____ Extracted information
//! Pipeline benchmark: lazy versus eager execution of representative queries

use criterion::{BenchmarkId, Criterion, Throughput, criterion_group, criterion_main};
use deferq::ast::{BinaryOperator, Expr, Expression};
use deferq::{EngineConfig, QueryEngine, SchemePreference, Value};
use std::hint::black_box;

const SIZES: &[i64] = &[100, 10_000];

fn numbers(size: i64) -> Value {
    Value::list((0..size).map(Value::Int))
}

fn call(target: Expr, verb: &str, args: Vec<Expr>) -> Expr {
    Expression::method_call(target, verb, args)
}

/// `$numbers->where(fn ($n) => $n % 3 == 0)->select(fn ($n) => $n * 2)`
fn filter_project() -> Expr {
    let divisible = Expression::arrow(
        &["n"],
        Expression::binary(
            Expression::binary(
                Expression::variable("n"),
                BinaryOperator::Modulo,
                Expression::value(3),
            ),
            BinaryOperator::Equality,
            Expression::value(0),
        ),
    );
    let doubled = Expression::arrow(
        &["n"],
        Expression::binary(
            Expression::variable("n"),
            BinaryOperator::Multiply,
            Expression::value(2),
        ),
    );
    call(call(Expression::variable("numbers"), "where", vec![divisible]), "select", vec![doubled])
}

/// Benchmark a full scan, then a query that stops after a few elements
fn bench_schemes(c: &mut Criterion) {
    let queries = [
        ("filter_project", filter_project()),
        ("first_match", call(filter_project(), "first", vec![])),
        (
            "take_10",
            call(
                call(filter_project(), "take", vec![Expression::value(10)]),
                "count",
                vec![],
            ),
        ),
    ];

    for (name, query) in &queries {
        let mut group = c.benchmark_group(*name);
        for &size in SIZES {
            group.throughput(Throughput::Elements(size as u64));
            let configs = [("lazy", EngineConfig::lazy()), ("eager", EngineConfig::eager())];
            for (label, config) in configs {
                let engine = QueryEngine::new(config);
                let source = numbers(size);
                group.bench_with_input(BenchmarkId::new(label, size), &source, |b, source| {
                    b.iter(|| black_box(engine.execute_with(query, source.clone())))
                });
            }
        }
        group.finish();
    }
}

/// Benchmark query parsing and hashing alone
fn bench_build(c: &mut Criterion) {
    let engine = QueryEngine::new(EngineConfig {
        scheme: SchemePreference::Auto,
        ..EngineConfig::default()
    });
    let query = call(filter_project(), "count", vec![]);
    c.bench_function("build_and_hash", |b| b.iter(|| black_box(engine.hash(black_box(&query)))));
}

criterion_group!(benches, bench_schemes, bench_build);
criterion_main!(benches);
// Copyright 2024 OctoFHIR Team
//
// Licensed under the Apache License, Version 2.0 (the "License");
// you may not use this file except in compliance with the License.
// You may obtain a copy of the License at
//
//     http://www.apache.org/licenses/LICENSE-2.0
//
// Unless required by applicable law or agreed to in writing, software
// distributed under the License is distributed on an "AS IS" BASIS,
// WITHOUT WARRANTIES OR CONDITIONS OF ANY KIND, either express or implied.
// See the License for the specific language governing permissions and
// limitations under the License.

//! Visitor pattern for AST traversal

use rustc_hash::FxHashSet;

use super::expression::{
    AssignData, BinaryOpData, ClosureData, Expr, Expression, FunctionCallData, MethodCallData,
    NewData, ParameterData, StaticMethodCallData, TernaryData,
};
use super::operator::{CastType, UnaryOperator};
use crate::model::Value;

/// Trait for visiting AST nodes, one method per node kind
pub trait Visitor: Sized {
    /// The result type of visiting a node
    type Result;

    /// Visit an expression node
    fn visit_expression(&mut self, expr: &Expr) -> Self::Result {
        walk_expression(self, expr)
    }

    /// Visit a literal value
    fn visit_value(&mut self, value: &Value) -> Self::Result;

    /// Visit a variable reference
    fn visit_variable(&mut self, name: &Expr) -> Self::Result;

    /// Visit a parameter declaration
    fn visit_parameter(&mut self, data: &ParameterData) -> Self::Result;

    /// Visit a unary operation
    fn visit_unary_op(&mut self, op: UnaryOperator, operand: &Expr) -> Self::Result;

    /// Visit a binary operation
    fn visit_binary_op(&mut self, data: &BinaryOpData) -> Self::Result;

    /// Visit a cast
    fn visit_cast(&mut self, cast_type: CastType, value: &Expr) -> Self::Result;

    /// Visit an assignment
    fn visit_assign(&mut self, data: &AssignData) -> Self::Result;

    /// Visit an index access
    fn visit_index(&mut self, value: &Expr, index: Option<&Expr>) -> Self::Result;

    /// Visit a field access
    fn visit_field(&mut self, value: &Expr, name: &Expr) -> Self::Result;

    /// Visit a method call
    fn visit_method_call(&mut self, data: &MethodCallData) -> Self::Result;

    /// Visit a static method call
    fn visit_static_method_call(&mut self, data: &StaticMethodCallData) -> Self::Result;

    /// Visit a function call
    fn visit_function_call(&mut self, data: &FunctionCallData) -> Self::Result;

    /// Visit an object construction
    fn visit_new(&mut self, data: &NewData) -> Self::Result;

    /// Visit an array literal
    fn visit_array(&mut self, items: &[Expr]) -> Self::Result;

    /// Visit an array item
    fn visit_array_item(&mut self, key: Option<&Expr>, value: &Expr, by_ref: bool)
    -> Self::Result;

    /// Visit a conditional
    fn visit_ternary(&mut self, data: &TernaryData) -> Self::Result;

    /// Visit a closure definition
    fn visit_closure(&mut self, data: &ClosureData) -> Self::Result;

    /// Visit a return statement
    fn visit_return(&mut self, value: Option<&Expr>) -> Self::Result;

    /// Visit a throw statement
    fn visit_throw(&mut self, exception: &Expr) -> Self::Result;

    /// Visit an unset statement
    fn visit_unset(&mut self, values: &[Expr]) -> Self::Result;

    /// Visit an isset check
    fn visit_isset(&mut self, values: &[Expr]) -> Self::Result;

    /// Visit a constant reference
    fn visit_constant(&mut self, name: &str) -> Self::Result;

    /// Visit a class constant reference
    fn visit_class_constant(&mut self, class: &Expr, name: &str) -> Self::Result;
}

/// Default dispatch of an expression to its visit method
pub fn walk_expression<V: Visitor>(visitor: &mut V, expr: &Expr) -> V::Result {
    match &**expr {
        Expression::Value(value) => visitor.visit_value(value),
        Expression::Variable { name } => visitor.visit_variable(name),
        Expression::Parameter(data) => visitor.visit_parameter(data),
        Expression::UnaryOp { op, operand } => visitor.visit_unary_op(*op, operand),
        Expression::BinaryOp(data) => visitor.visit_binary_op(data),
        Expression::Cast { cast_type, value } => visitor.visit_cast(*cast_type, value),
        Expression::Assign(data) => visitor.visit_assign(data),
        Expression::Index { value, index } => visitor.visit_index(value, index.as_ref()),
        Expression::Field { value, name } => visitor.visit_field(value, name),
        Expression::MethodCall(data) => visitor.visit_method_call(data),
        Expression::StaticMethodCall(data) => visitor.visit_static_method_call(data),
        Expression::FunctionCall(data) => visitor.visit_function_call(data),
        Expression::New(data) => visitor.visit_new(data),
        Expression::ArrayLiteral { items } => visitor.visit_array(items),
        Expression::ArrayItem { key, value, by_ref } => {
            visitor.visit_array_item(key.as_ref(), value, *by_ref)
        }
        Expression::Ternary(data) => visitor.visit_ternary(data),
        Expression::ClosureDef(data) => visitor.visit_closure(data),
        Expression::Return { value } => visitor.visit_return(value.as_ref()),
        Expression::Throw { exception } => visitor.visit_throw(exception),
        Expression::Unset { values } => visitor.visit_unset(values),
        Expression::IssetCheck { values } => visitor.visit_isset(values),
        Expression::ConstantRef { name } => visitor.visit_constant(name),
        Expression::ClassConstantRef { class, name } => visitor.visit_class_constant(class, name),
    }
}

/// Transforming walker
///
/// The default `walk` rebuilds each node from its rewritten children, so a
/// walker that overrides nothing returns the input handle unchanged.
pub trait ExpressionWalker {
    /// Error raised while rewriting
    type Error;

    /// Rewrite an expression
    fn walk(&mut self, expr: &Expr) -> Result<Expr, Self::Error> {
        walk_children(self, expr)
    }
}

/// Rewrite every child of `expr` with `walker`
pub fn walk_children<W: ExpressionWalker + ?Sized>(
    walker: &mut W,
    expr: &Expr,
) -> Result<Expr, W::Error> {
    Expression::try_map_children(expr, |child| walker.walk(child))
}

/// Names of variables referenced with a literal name anywhere in `expr`
///
/// Closure parameters and variables assigned by a closure's own statements
/// belong to the closure frame and are not reported.
pub fn free_variables(expr: &Expr) -> FxHashSet<String> {
    let mut found = FxHashSet::default();
    collect_free_variables(expr, &FxHashSet::default(), &mut found);
    found
}

fn collect_free_variables(
    expr: &Expr,
    bound: &FxHashSet<String>,
    found: &mut FxHashSet<String>,
) {
    match &**expr {
        Expression::Variable { .. } => {
            if let Some(name) = expr.as_variable_name() {
                if !bound.contains(name) {
                    found.insert(name.to_string());
                }
            }
        }
        Expression::ClosureDef(data) => {
            let mut inner = bound.clone();
            inner.extend(data.parameter_names().into_iter().map(str::to_string));
            for used in &data.used_variables {
                if !bound.contains(&used.name) {
                    found.insert(used.name.clone());
                }
                inner.insert(used.name.clone());
            }
            for statement in &data.body {
                if let Expression::Assign(assign) = &**statement {
                    if let Some(local) = assign.target.as_variable_name() {
                        inner.insert(local.to_string());
                    }
                }
            }
            for parameter in &data.parameters {
                collect_free_variables(parameter, &inner, found);
            }
            // Without scope capture the body cannot reach outer variables.
            let mut body_found = FxHashSet::default();
            let target = if data.captures_scope { &mut *found } else { &mut body_found };
            for statement in &data.body {
                collect_free_variables(statement, &inner, target);
            }
        }
        _ => {
            for child in expr.children() {
                collect_free_variables(child, bound, found);
            }
        }
    }
}

#[cfg(test)]
mod tests {
    use super::*;
    use crate::ast::operator::BinaryOperator;
    use crate::ast::UsedVariable;
    use std::convert::Infallible;
    use std::sync::Arc;

    struct NodeCounter;

    impl Visitor for NodeCounter {
        type Result = usize;

        fn visit_value(&mut self, _value: &Value) -> usize {
            1
        }
        fn visit_variable(&mut self, name: &Expr) -> usize {
            1 + self.visit_expression(name)
        }
        fn visit_parameter(&mut self, _data: &ParameterData) -> usize {
            1
        }
        fn visit_unary_op(&mut self, _op: UnaryOperator, operand: &Expr) -> usize {
            1 + self.visit_expression(operand)
        }
        fn visit_binary_op(&mut self, data: &BinaryOpData) -> usize {
            1 + self.visit_expression(&data.left) + self.visit_expression(&data.right)
        }
        fn visit_cast(&mut self, _cast_type: CastType, value: &Expr) -> usize {
            1 + self.visit_expression(value)
        }
        fn visit_assign(&mut self, data: &AssignData) -> usize {
            1 + self.visit_expression(&data.target) + self.visit_expression(&data.value)
        }
        fn visit_index(&mut self, value: &Expr, index: Option<&Expr>) -> usize {
            1 + self.visit_expression(value) + index.map_or(0, |i| self.visit_expression(i))
        }
        fn visit_field(&mut self, value: &Expr, name: &Expr) -> usize {
            1 + self.visit_expression(value) + self.visit_expression(name)
        }
        fn visit_method_call(&mut self, _data: &MethodCallData) -> usize {
            1
        }
        fn visit_static_method_call(&mut self, _data: &StaticMethodCallData) -> usize {
            1
        }
        fn visit_function_call(&mut self, _data: &FunctionCallData) -> usize {
            1
        }
        fn visit_new(&mut self, _data: &NewData) -> usize {
            1
        }
        fn visit_array(&mut self, items: &[Expr]) -> usize {
            1 + items.iter().map(|i| self.visit_expression(i)).sum::<usize>()
        }
        fn visit_array_item(&mut self, _key: Option<&Expr>, value: &Expr, _by_ref: bool) -> usize {
            1 + self.visit_expression(value)
        }
        fn visit_ternary(&mut self, _data: &TernaryData) -> usize {
            1
        }
        fn visit_closure(&mut self, data: &ClosureData) -> usize {
            1 + data.body.iter().map(|s| self.visit_expression(s)).sum::<usize>()
        }
        fn visit_return(&mut self, value: Option<&Expr>) -> usize {
            1 + value.map_or(0, |v| self.visit_expression(v))
        }
        fn visit_throw(&mut self, _exception: &Expr) -> usize {
            1
        }
        fn visit_unset(&mut self, _values: &[Expr]) -> usize {
            1
        }
        fn visit_isset(&mut self, _values: &[Expr]) -> usize {
            1
        }
        fn visit_constant(&mut self, _name: &str) -> usize {
            1
        }
        fn visit_class_constant(&mut self, _class: &Expr, _name: &str) -> usize {
            1
        }
    }

    #[test]
    fn test_visitor_dispatch() {
        // $x + 1 => Binary, Variable, name Value, Value
        let expr = Expression::binary(
            Expression::variable("x"),
            BinaryOperator::Add,
            Expression::value(1),
        );
        assert_eq!(NodeCounter.visit_expression(&expr), 4);
    }

    struct Identity;

    impl ExpressionWalker for Identity {
        type Error = Infallible;
    }

    struct ReplaceOnes;

    impl ExpressionWalker for ReplaceOnes {
        type Error = Infallible;

        fn walk(&mut self, expr: &Expr) -> Result<Expr, Infallible> {
            if expr.as_value() == Some(&Value::Int(1)) {
                return Ok(Expression::value(100));
            }
            walk_children(self, expr)
        }
    }

    #[test]
    fn test_default_walker_preserves_identity() {
        let expr = Expression::arrow(
            &["x"],
            Expression::binary(
                Expression::variable("x"),
                BinaryOperator::Add,
                Expression::value(1),
            ),
        );
        let walked = Identity.walk(&expr).unwrap();
        assert!(Arc::ptr_eq(&expr, &walked));

        let rewritten = ReplaceOnes.walk(&expr).unwrap();
        assert!(!Arc::ptr_eq(&expr, &rewritten));
        assert_ne!(expr, rewritten);
    }

    #[test]
    fn test_free_variables_skip_closure_parameters() {
        let expr = Expression::arrow(
            &["row"],
            Expression::binary(
                Expression::index(Expression::variable("row"), Some(Expression::value("age"))),
                BinaryOperator::GreaterThan,
                Expression::variable("minimum"),
            ),
        );
        let names = free_variables(&expr);
        assert!(names.contains("minimum"));
        assert!(!names.contains("row"));
    }

    #[test]
    fn test_free_variables_of_long_closure_come_from_use() {
        let expr = Expression::closure_with(ClosureData {
            returns_ref: false,
            is_static: false,
            parameters: vec![],
            used_variables: vec![UsedVariable {
                name: "limit".into(),
                by_ref: false,
            }],
            captures_scope: false,
            body: vec![Expression::return_value(Some(Expression::variable("hidden")))],
        });
        let names = free_variables(&expr);
        assert!(names.contains("limit"));
        assert!(!names.contains("hidden"));
    }
}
________
→ Assignment
Quote the data above from the line containing "an array literal" to the line containing "fn visit_isset(&mut self, values: &[Expr])", inclusive, and stop.

→ Exercise answer
    /// Visit an array literal
    fn visit_array(&mut self, items: &[Expr]) -> Self::Result;

    /// Visit an array item
    fn visit_array_item(&mut self, key: Option<&Expr>, value: &Expr, by_ref: bool)
    -> Self::Result;

    /// Visit a conditional
    fn visit_ternary(&mut self, data: &TernaryData) -> Self::Result;

    /// Visit a closure definition
    fn visit_closure(&mut self, data: &ClosureData) -> Self::Result;

    /// Visit a return statement
    fn visit_return(&mut self, value: Option<&Expr>) -> Self::Result;

    /// Visit a throw statement
    fn visit_throw(&mut self, exception: &Expr) -> Self::Result;

    /// Visit an unset statement
    fn visit_unset(&mut self, values: &[Expr]) -> Self::Result;

    /// Visit an isset check
    fn visit_isset(&mut self, values: &[Expr]) -> Self::Result;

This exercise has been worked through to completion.